Dependent finance in East Central Europe: Between Repression and Close Embrace Cornel Ban, Copenhagen Business School,
[email protected] & Dorothee Bohle, European University Institute,
[email protected] Paper prepared for the 2019 EUSA International Biennial Conference, May 9-11, 2019, Denver, Colorado Panel 6D European political economy of finance and financialisation (1) First Draft Abstract The Great Recession of 2008 has highlighted the specific vulnerabilities and dilemma of peripheral countries: while they have to rely on external sources to finance development and project credibility, the very dependency on external financial sources makes them very vulnerable.

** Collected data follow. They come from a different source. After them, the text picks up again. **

//! Pretty printing of IR nodes.

use serde::Serialize;
use std::collections::HashMap;

use super::node::{Literal, Modality, NodeId, NodeKind, Visibility};
use super::tree::IrTree;
use crate::error::{IrError, IrResult};
use crate::visitor::{walk, TreeDumper};

/// Serializable view of a subtree, used for JSON dumps
#[derive(Debug, Clone, PartialEq, Serialize)]
pub struct DumpNode {
    pub kind: String,
    pub name: String,
    #[serde(rename = "type")]
    pub ty: String,
    #[serde(skip_serializing_if = "Vec::is_empty")]
    pub annotations: Vec<String>,
    #[serde(skip_serializing_if = "Vec::is_empty")]
    pub children: Vec<DumpNode>,
}

fn visibility_str(visibility: Visibility) -> &'static str {
    match visibility {
        Visibility::Public => "public",
        Visibility::Internal => "internal",
        Visibility::Private => "private",
    }
}

fn modality_str(modality: Modality) -> &'static str {
    match modality {
        Modality::Final => "final",
        Modality::Open => "open",
        Modality::Abstract => "abstract",
    }
}

impl IrTree {
    /// Render a single node on one line
    pub fn render(&self, id: NodeId) -> IrResult<String> {
        let node = self.node(id)?;
        let tag = node.tag();
        let mut line = match node.kind() {
            NodeKind::Module => format!("{} name:{}", tag, node.name()),
            NodeKind::Function {
                visibility,
                modality,
                ..
            } => format!(
                "{} name:{} visibility:{} modality:{} returnType:{}",
                tag,
                node.name(),
                visibility_str(*visibility),
                modality_str(*modality),
                node.ty()
            ),
            NodeKind::Property {
                visibility,
                modality,
                is_var,
                ..
            } => format!(
                "{} name:{} visibility:{} modality:{} type:{} {}",
                tag,
                node.name(),
                visibility_str(*visibility),
                modality_str(*modality),
                node.ty(),
                if *is_var { "var" } else { "val" }
            ),
            NodeKind::Getter {
                corresponding_property,
                ..
            }
            | NodeKind::Setter {
                corresponding_property,
                ..
            } => format!(
                "{} name:{} returnType:{} property:{}",
                tag,
                node.name(),
                node.ty(),
                corresponding_property
            ),
            NodeKind::Parameter { index, .. } => {
                format!("{} name:{} index:{} type:{}", tag, node.name(), index, node.ty())
            }
            NodeKind::Body => format!("{}", tag),
            NodeKind::Call { callee } => format!("{} {} type:{}", tag, callee, node.ty()),
            NodeKind::Return { target } => format!("{} type:{} from:{}", tag, node.ty(), target),
            NodeKind::GetValue { .. } => format!("{} '{}' type:{}", tag, node.name(), node.ty()),
            NodeKind::Literal(literal) => match literal {
                Literal::String(s) => format!("{} type:{} value={:?}", tag, node.ty(), s),
                Literal::Int(i) => format!("{} type:{} value={}", tag, node.ty(), i),
                Literal::Boolean(b) => format!("{} type:{} value={}", tag, node.ty(), b),
            },
            NodeKind::TypeRef => format!("{} type:{}", tag, node.ty()),
        };

        for annotation in node.annotations().keys() {
            line.push_str(&format!(" @{}", annotation));
        }
        Ok(line)
    }

    /// Render a node and all of its descendants, one node per line
    pub fn dump(&self, id: NodeId) -> IrResult<String> {
        let mut dumper = TreeDumper::new();
        walk(self, id, &mut dumper, &String::new())?;
        Ok(dumper.finish())
    }

    /// Build a serializable view of a subtree
    pub fn dump_node(&self, id: NodeId) -> IrResult<DumpNode> {
        // Children come after their parent in pre-order, so building in
        // reverse order always finds every child view ready.
        let mut order = Vec::new();
        let mut pending = vec![id];
        while let Some(current) = pending.pop() {
            order.push(current);
            pending.extend(self.children(current)?.iter().rev().copied());
        }

        let mut built: HashMap<NodeId, DumpNode> = HashMap::with_capacity(order.len());
        for &current in order.iter().rev() {
            let node = self.node(current)?;
            let children = node
                .children()
                .iter()
                .map(|child| {
                    built.remove(child).ok_or_else(|| {
                        IrError::invariant(format!("node #{} is reachable twice", child.index()))
                    })
                })
                .collect::<IrResult<Vec<_>>>()?;

            built.insert(
                current,
                DumpNode {
                    kind: node.tag().to_string(),
                    name: node.name().to_string(),
                    ty: node.ty().to_string(),
                    annotations: node.annotations().keys().map(ToString::to_string).collect(),
                    children,
                },
            );
        }

        built
            .remove(&id)
            .ok_or_else(|| IrError::invariant(format!("node #{} was not dumped", id.index())))
    }

    /// Render a subtree as pretty-printed JSON
    pub fn dump_json(&self, id: NodeId) -> IrResult<String> {
        let view = self.dump_node(id)?;
        serde_json::to_string_pretty(&view)
            .map_err(|e| IrError::invariant(format!("failed to serialize the dump: {}", e)))
    }
}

This raises two questions: How do peripheral countries cope with this dilemma especially after major crises; and which are the conditions, means and constraints that shape state actions meant to discipline dependent finance and peripheral financialization? Our paper addresses these questions on the basis of three cases of peripheral finance on Europe’s eastern periphery: Hungary, Romania and Latvia. The paper explains the varieties of policy responses in these countries, ranging from financial nationalism to further embrace of peripheral finance with three factors: the role of finance in the respective growth model, ideational changes, and institutional capacities to implement changes. 1. Introduction The “finance and development” literature on the comparative political economy of financial systems has brought to the fore distinctive aspects of financialization outside the capitalist core. The question here is how subordinate financialization (financialization under condition of (semi) periphery) has generated sources of vulnerability for semi-peripheral economies in Europe and elsewhere (see Bortz and Kaltenbrunner 2018 for a recent overview).